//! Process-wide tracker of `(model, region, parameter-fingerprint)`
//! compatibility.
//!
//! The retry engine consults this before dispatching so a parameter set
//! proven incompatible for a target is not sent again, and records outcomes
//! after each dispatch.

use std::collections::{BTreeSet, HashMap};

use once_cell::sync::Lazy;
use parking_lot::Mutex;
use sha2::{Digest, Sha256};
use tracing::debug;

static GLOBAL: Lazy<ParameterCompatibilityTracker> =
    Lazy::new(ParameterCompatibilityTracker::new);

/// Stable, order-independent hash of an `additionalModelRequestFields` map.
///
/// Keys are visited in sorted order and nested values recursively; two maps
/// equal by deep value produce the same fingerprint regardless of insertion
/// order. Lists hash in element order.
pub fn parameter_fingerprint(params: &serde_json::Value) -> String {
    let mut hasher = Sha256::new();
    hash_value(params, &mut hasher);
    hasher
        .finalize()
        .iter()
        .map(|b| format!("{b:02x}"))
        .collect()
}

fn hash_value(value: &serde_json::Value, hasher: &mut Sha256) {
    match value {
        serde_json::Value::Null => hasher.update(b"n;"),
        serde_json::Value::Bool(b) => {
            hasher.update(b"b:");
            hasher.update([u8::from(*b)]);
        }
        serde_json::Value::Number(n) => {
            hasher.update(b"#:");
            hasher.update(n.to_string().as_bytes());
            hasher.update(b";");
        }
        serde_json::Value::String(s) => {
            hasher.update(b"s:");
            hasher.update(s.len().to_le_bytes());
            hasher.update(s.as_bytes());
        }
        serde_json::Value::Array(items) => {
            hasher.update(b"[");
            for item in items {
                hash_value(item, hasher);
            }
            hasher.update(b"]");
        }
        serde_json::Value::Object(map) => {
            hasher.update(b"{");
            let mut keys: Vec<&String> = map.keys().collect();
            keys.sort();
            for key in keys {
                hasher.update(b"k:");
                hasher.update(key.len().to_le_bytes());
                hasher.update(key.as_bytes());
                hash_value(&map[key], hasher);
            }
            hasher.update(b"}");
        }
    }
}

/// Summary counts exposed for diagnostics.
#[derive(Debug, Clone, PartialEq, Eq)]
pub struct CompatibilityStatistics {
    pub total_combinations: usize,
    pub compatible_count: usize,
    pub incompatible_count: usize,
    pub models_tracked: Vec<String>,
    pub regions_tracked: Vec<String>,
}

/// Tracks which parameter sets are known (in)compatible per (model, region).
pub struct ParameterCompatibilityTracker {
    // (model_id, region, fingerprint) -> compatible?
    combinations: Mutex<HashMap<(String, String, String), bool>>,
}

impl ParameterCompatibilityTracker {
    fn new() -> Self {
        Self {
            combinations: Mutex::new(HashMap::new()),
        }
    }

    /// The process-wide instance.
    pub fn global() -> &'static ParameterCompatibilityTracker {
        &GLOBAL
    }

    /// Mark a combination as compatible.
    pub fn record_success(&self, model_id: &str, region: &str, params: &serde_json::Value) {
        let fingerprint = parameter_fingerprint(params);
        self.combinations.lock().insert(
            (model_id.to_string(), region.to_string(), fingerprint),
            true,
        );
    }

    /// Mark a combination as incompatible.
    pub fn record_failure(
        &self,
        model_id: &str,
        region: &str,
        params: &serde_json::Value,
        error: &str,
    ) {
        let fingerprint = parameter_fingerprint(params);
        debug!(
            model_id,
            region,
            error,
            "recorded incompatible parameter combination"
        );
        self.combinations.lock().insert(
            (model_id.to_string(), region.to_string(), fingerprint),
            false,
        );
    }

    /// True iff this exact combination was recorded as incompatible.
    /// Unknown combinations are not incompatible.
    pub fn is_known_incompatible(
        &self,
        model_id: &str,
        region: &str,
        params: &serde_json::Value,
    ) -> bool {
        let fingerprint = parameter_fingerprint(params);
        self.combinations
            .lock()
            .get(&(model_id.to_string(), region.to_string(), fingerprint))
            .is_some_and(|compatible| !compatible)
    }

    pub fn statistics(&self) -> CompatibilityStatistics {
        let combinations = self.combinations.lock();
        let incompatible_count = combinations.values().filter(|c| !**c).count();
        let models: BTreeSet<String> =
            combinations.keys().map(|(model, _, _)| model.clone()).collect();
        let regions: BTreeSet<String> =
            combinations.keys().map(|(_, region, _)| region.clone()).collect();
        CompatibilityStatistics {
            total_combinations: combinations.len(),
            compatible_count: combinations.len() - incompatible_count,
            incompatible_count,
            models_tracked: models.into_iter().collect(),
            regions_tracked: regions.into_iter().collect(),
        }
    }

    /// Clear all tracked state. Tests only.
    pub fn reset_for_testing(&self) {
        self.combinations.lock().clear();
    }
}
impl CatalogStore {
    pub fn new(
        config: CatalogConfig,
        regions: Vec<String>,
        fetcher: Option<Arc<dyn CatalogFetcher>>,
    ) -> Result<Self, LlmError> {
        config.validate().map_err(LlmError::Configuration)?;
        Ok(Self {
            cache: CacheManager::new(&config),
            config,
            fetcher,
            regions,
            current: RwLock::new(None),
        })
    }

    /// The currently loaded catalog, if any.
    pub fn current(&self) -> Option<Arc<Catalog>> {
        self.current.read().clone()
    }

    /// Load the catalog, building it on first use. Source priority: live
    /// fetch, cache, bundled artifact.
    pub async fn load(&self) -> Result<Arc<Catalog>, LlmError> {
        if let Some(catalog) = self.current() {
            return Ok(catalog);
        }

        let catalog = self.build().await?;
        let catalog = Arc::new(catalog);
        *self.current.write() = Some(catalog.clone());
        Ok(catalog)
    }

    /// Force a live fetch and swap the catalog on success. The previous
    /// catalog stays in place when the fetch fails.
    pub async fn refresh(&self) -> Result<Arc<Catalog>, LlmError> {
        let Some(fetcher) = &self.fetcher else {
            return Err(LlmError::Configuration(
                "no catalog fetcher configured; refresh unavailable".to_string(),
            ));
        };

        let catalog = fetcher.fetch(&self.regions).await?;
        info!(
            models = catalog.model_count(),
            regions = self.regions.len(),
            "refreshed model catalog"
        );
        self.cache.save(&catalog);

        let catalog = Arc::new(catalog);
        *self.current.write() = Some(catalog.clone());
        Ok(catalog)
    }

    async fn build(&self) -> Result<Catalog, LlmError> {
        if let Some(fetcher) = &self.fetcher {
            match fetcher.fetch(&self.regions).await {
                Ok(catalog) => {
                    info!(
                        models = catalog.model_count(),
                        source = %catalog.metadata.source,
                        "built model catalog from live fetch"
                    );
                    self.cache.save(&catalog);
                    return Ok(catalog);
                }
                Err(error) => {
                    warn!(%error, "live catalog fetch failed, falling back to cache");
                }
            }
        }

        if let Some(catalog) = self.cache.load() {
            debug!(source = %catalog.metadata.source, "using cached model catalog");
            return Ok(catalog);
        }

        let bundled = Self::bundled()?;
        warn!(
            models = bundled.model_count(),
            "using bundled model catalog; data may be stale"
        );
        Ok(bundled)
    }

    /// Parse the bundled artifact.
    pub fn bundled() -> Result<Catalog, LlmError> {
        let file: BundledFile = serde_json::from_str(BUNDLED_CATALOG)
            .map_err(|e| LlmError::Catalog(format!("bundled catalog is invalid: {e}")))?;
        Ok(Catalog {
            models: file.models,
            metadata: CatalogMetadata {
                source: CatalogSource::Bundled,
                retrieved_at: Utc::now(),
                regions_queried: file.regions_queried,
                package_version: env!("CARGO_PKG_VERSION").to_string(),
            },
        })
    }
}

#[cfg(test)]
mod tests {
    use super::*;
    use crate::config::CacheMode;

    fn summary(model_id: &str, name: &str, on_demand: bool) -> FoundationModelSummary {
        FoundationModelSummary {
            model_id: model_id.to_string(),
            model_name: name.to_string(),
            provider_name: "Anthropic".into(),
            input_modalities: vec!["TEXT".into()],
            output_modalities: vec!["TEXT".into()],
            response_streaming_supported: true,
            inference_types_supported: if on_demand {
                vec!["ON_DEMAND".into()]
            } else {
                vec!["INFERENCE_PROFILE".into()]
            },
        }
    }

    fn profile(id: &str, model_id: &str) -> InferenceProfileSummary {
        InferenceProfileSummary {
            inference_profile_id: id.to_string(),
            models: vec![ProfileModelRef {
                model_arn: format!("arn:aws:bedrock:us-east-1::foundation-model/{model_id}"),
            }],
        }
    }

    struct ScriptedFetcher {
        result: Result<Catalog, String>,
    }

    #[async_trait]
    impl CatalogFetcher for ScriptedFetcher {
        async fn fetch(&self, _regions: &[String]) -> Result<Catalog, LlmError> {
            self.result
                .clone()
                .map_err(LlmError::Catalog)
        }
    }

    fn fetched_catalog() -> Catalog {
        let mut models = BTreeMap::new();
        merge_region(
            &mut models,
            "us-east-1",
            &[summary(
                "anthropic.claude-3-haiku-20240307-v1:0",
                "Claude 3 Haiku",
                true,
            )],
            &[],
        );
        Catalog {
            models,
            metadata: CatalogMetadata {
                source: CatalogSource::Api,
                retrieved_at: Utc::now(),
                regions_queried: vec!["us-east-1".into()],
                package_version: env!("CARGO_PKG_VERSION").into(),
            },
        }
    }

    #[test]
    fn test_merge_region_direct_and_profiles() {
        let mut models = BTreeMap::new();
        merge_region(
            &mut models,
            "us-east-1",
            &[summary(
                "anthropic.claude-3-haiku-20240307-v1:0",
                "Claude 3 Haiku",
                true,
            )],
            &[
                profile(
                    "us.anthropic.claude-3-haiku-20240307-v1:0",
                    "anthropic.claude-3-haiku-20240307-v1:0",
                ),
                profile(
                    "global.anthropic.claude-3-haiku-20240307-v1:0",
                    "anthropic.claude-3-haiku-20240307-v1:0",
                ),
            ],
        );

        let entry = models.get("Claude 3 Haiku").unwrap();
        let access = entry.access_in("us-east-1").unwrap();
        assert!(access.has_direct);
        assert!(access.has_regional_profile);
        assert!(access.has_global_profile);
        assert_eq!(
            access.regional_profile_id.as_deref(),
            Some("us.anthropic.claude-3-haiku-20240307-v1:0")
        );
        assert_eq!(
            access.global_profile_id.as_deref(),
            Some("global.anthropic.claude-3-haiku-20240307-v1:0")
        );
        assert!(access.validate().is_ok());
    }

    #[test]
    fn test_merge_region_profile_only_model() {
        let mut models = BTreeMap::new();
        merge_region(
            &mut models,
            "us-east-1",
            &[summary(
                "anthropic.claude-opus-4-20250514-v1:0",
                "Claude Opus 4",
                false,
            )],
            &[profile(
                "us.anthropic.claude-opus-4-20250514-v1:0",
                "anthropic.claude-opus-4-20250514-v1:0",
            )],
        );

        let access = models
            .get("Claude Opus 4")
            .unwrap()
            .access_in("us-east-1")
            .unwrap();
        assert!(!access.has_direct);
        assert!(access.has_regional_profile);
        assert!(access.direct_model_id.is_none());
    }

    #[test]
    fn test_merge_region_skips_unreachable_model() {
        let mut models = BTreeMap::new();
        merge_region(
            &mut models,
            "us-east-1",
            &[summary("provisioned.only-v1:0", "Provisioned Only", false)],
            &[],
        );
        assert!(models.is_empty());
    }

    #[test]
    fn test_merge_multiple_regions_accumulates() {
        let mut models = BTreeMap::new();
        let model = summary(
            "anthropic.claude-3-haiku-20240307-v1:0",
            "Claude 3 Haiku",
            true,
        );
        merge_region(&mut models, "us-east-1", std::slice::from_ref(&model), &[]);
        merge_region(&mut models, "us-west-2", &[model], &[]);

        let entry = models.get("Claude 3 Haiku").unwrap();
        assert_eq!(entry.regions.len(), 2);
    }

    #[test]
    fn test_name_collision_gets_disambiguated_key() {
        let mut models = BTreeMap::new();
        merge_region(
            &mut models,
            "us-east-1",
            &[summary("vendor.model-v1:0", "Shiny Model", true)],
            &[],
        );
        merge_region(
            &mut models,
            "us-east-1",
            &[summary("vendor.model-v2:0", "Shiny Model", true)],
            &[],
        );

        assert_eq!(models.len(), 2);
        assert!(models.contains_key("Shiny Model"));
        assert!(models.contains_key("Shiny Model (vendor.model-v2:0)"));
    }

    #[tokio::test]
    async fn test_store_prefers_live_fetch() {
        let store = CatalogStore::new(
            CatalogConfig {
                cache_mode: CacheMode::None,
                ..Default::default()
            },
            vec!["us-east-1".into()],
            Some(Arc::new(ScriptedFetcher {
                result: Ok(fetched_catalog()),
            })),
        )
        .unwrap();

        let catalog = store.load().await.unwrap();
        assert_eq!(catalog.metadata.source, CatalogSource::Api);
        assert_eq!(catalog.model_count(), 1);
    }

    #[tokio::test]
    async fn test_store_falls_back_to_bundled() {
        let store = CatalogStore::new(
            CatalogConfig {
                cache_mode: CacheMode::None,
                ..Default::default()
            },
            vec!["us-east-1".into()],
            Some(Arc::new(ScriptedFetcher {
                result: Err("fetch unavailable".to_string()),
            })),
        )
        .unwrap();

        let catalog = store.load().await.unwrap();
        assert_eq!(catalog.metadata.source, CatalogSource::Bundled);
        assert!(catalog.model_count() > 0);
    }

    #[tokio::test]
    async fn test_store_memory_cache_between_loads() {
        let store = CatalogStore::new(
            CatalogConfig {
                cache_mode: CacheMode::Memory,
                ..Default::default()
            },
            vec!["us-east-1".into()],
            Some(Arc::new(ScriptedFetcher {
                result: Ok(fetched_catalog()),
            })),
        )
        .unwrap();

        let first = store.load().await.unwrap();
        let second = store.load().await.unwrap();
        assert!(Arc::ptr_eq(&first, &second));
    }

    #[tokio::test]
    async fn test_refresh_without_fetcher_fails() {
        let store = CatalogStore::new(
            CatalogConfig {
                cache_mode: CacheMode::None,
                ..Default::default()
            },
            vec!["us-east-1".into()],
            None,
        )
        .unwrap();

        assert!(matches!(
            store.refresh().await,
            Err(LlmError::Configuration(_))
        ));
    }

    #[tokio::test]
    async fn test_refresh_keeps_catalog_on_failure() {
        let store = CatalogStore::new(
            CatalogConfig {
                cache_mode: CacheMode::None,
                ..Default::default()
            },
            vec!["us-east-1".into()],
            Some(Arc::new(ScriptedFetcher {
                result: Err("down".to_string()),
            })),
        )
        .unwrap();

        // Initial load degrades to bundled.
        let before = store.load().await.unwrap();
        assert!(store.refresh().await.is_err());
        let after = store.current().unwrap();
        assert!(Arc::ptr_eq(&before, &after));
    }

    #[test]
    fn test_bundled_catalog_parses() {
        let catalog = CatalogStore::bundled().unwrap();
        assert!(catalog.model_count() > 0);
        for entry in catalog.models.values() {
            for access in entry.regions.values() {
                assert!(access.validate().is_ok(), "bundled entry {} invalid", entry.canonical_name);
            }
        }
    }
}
————
=== What is required ===
Across the material, report every line that has the word "second".

=== Expected answer ===
        let second = store.load().await.unwrap();
        assert!(Arc::ptr_eq(&first, &second));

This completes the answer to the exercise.